In the United States, cardiovascular disease is the No.1 cause of death, taking an average of 2,200 lives each day, according to the American Heart Association. Your total cholesterol is determined by your triglyceride, LDL cholesterol and HDL cholesterol levels. A total cholesterol of 200 mg/dL or less decreases your risk for cardiovascular disease development. Your level of HDL, the "good" cholesterol, should be 60 mg/dL or greater to protect you against heart disease.
Quit smoking to increase HDL cholesterol. in 2012, University of Florida researchers found that a toxic chemical in cigarette smoke acts to lower your body's HDL levels. Start by cutting back on the number of cigarettes you smoke. When your body adjusts to having less nicotine, work to eliminate smoking from your daily routine to gradually improve your good cholesterol levels.

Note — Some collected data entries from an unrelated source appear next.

//! Caller identity extraction.
//!
//! The bot forwards the Discord id of the user behind each request in the
//! `X-Discord-Id` header. The header is optional here; whether a command needs
//! an identity is decided by the authorization guard.

use std::convert::Infallible;

use axum::{extract::FromRequestParts, http::request::Parts};

pub const REQUESTER_HEADER: &str = "x-discord-id";

/// Caller identity, if the request carried one.
#[derive(Debug, Clone, PartialEq, Eq)]
pub struct Requester(pub Option<String>);

impl<S> FromRequestParts<S> for Requester
where
    S: Send + Sync,
{
    type Rejection = Infallible;

    async fn from_request_parts(parts: &mut Parts, _state: &S) -> Result<Self, Self::Rejection> {
        let requester = parts
            .headers
            .get(REQUESTER_HEADER)
            .and_then(|v| v.to_str().ok())
            .map(str::trim)
            .filter(|s| !s.is_empty())
            .map(str::to_string);

        Ok(Requester(requester))
    }
}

Lose weight to improve your body mass index, or BMI, and support higher HDL levels. In a July 2012 "Artherosclerosis" study, individuals who lost at least 5 percent of their body weight showed a favorable increase in HDL concentrations. Determine your calorie and protein needs for weight loss. Eliminate 500 calories per day from your diet by watching meal portions and exercise to lose 1 pound of weight per week. Track your physical activity and food and beverage intake in a journal or on an online program to see if you are meeting your goals.

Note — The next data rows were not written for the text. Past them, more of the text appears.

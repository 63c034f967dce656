//! Domain types for the GP guardian bridge: commands and their results,
//! the trade negotiation state machine, and the authorization list.

pub mod authorization;
pub mod command;
pub mod error;
pub mod ids;
pub mod trade;
pub mod world;

pub use authorization::AuthorizationList;
pub use command::{
    ChatChannel, ChatMessage, Command, CommandKind, CommandPayload, CommandRequest,
    CommandResult, Failure, FailureKind, GpAmount, Outcome, PlayerName, WorldNumber,
    MAX_CASH_STACK,
};
pub use error::DomainError;
pub use ids::CommandId;
pub use trade::{TradeSession, TradeState, TradeStatus};
pub use world::WorldInfo;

Increase physical activity to 30 to 60 minutes most days of the week to improve your good cholesterol. A review article published in "The American Journal of Cardiology" in January 2012 found that more frequent exercise caused a positive rise in HDL levels. Aerobic, strength-building and flexibility and balance exercise should all be part of your physical activity regimen. Try jogging, walking, swimming, biking or even housework for aerobic exercise. Build muscle and strength with weightlifting sessions focusing on different areas of the body such as arms, legs, shoulders and abdomen. Increase your flexibility with stretching. Yoga and Pilates are two additional exercise options to improve flexibility.

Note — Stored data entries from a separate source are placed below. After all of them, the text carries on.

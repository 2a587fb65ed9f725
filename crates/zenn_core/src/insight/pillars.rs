//! Pillar averages and highest/lowest resolution.
//!
//! # Invariants
//! - Averages are plain arithmetic means over every input task.
//! - A neglected pillar is always reported as lowest, whatever the spread.
//! - With more than one neglected pillar, no highest pillar is reported.
//! - Empty input yields zero averages, `Balanced`, and the
//!   insufficient-data sentence.

use crate::insight::chart::{pillar_color, ChartDatum};
use crate::insight::narrative::{
    pillar_narrative, render_pillar_template, HIGHEST_PILLAR_TEMPLATE, INSUFFICIENT_DATA,
    LOWEST_PILLAR_TEMPLATE,
};
use crate::model::task::{Pillar, Task};
use serde::Serialize;

/// Average at or above which a pillar is high priority.
pub const HIGH_PRIORITY_THRESHOLD: f64 = 4.0;
/// Average at or below which a pillar is neglected.
pub const NEGLECTED_THRESHOLD: f64 = 2.5;
/// Minimum max-min spread for a highest/lowest distinction.
pub const SPREAD_MARGIN: f64 = 0.5;

#[derive(Debug, Clone, Copy, PartialEq, Eq, Hash, Serialize)]
#[serde(rename_all = "snake_case")]
pub enum PillarClass {
    HighPriority,
    Balanced,
    Neglected,
}

impl PillarClass {
    pub fn classify(average: f64) -> Self {
        if average >= HIGH_PRIORITY_THRESHOLD {
            Self::HighPriority
        } else if average <= NEGLECTED_THRESHOLD {
            Self::Neglected
        } else {
            Self::Balanced
        }
    }
}

#[derive(Debug, Clone, PartialEq, Serialize)]
pub struct PillarInsight {
    pub pillar: Pillar,
    pub average: f64,
    pub classification: PillarClass,
    pub message: &'static str,
}

#[derive(Debug, Clone, PartialEq, Serialize)]
pub struct PillarAverages {
    pub task_count: usize,
    /// In declaration order: consequence, pride, construction.
    pub pillars: [PillarInsight; 3],
    pub highest: Option<Pillar>,
    pub lowest: Option<Pillar>,
}

impl PillarAverages {
    /// Builds the result from precomputed averages.
    pub fn from_averages(averages: [f64; 3], task_count: usize) -> Self {
        if task_count == 0 {
            return Self::insufficient();
        }
        let pillars = Pillar::ALL.map(|pillar| {
            let average = averages[pillar_index(pillar)];
            let classification = PillarClass::classify(average);
            PillarInsight {
                pillar,
                average,
                classification,
                message: pillar_narrative(pillar, classification),
            }
        });
        let (highest, lowest) = resolve_extremes(averages);
        Self {
            task_count,
            pillars,
            highest,
            lowest,
        }
    }

    fn insufficient() -> Self {
        Self {
            task_count: 0,
            pillars: Pillar::ALL.map(|pillar| PillarInsight {
                pillar,
                average: 0.0,
                classification: PillarClass::Balanced,
                message: INSUFFICIENT_DATA,
            }),
            highest: None,
            lowest: None,
        }
    }

    pub fn get(&self, pillar: Pillar) -> &PillarInsight {
        &self.pillars[pillar_index(pillar)]
    }

    pub fn has_data(&self) -> bool {
        self.task_count > 0
    }

    pub fn highest_message(&self) -> Option<String> {
        self.highest
            .map(|pillar| render_pillar_template(HIGHEST_PILLAR_TEMPLATE, pillar))
    }

    pub fn lowest_message(&self) -> Option<String> {
        self.lowest
            .map(|pillar| render_pillar_template(LOWEST_PILLAR_TEMPLATE, pillar))
    }

    pub fn to_chart(&self) -> Vec<ChartDatum> {
        self.pillars
            .iter()
            .map(|insight| ChartDatum {
                name: insight.pillar.label().to_string(),
                value: insight.average,
                color: pillar_color(insight.pillar),
                percent: None,
            })
            .collect()
    }
}

pub fn compute_pillar_averages<'a>(tasks: impl IntoIterator<Item = &'a Task>) -> PillarAverages {
    let mut sums = [0.0_f64; 3];
    let mut count = 0_usize;
    for task in tasks {
        for pillar in Pillar::ALL {
            sums[pillar_index(pillar)] += f64::from(task.scores.get(pillar));
        }
        count += 1;
    }
    if count == 0 {
        return PillarAverages::insufficient();
    }
    let averages = sums.map(|sum| sum / count as f64);
    PillarAverages::from_averages(averages, count)
}

/// Resolves `(highest, lowest)` from averages in declaration order.
pub fn resolve_extremes(averages: [f64; 3]) -> (Option<Pillar>, Option<Pillar>) {
    let mut max = Pillar::Consequence;
    let mut min = Pillar::Consequence;
    for pillar in Pillar::ALL {
        let value = averages[pillar_index(pillar)];
        if value > averages[pillar_index(max)] {
            max = pillar;
        }
        if value < averages[pillar_index(min)] {
            min = pillar;
        }
    }

    let spread = averages[pillar_index(max)] - averages[pillar_index(min)];
    let neglected = averages
        .iter()
        .filter(|average| PillarClass::classify(**average) == PillarClass::Neglected)
        .count();
    let distinct = spread >= SPREAD_MARGIN;

    let highest = if neglected > 1 || !distinct {
        None
    } else {
        Some(max)
    };
    let lowest = if neglected > 0 || distinct {
        Some(min)
    } else {
        None
    };
    (highest, lowest)
}

fn pillar_index(pillar: Pillar) -> usize {
    match pillar {
        Pillar::Consequence => 0,
        Pillar::Pride => 1,
        Pillar::Construction => 2,
    }
}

Include sources of omega-3 fatty acids in your diet regularly to see an improvement in HDL levels. A 2006 review article in "Atherosclerosis" found that people taking fish oil supplements containing DHA and EPA long-chain, omega-3 fatty acids had modest increases in HDL levels. In an article in "U.S. News & World Report," Stephen Kopecky, professor of medicine at the Mayo Clinic, advised supporting the diet with a daily 1-gram fish oil supplement consisting of both DHA and EPA to lower cardiovascular disease risk. DHA and EPA omega-3 fatty acid supplementation can come from algae extract or fatty fish such as salmon or tuna. Research on ALA, a short-chain omega-3 fatty acid, continues to determine if it has the same effect on cardiovascular health that DHA and EPA do, reported Kopecky. ALA sources of omega-3 fatty acids include flaxseed, walnuts and canola or soybean oil.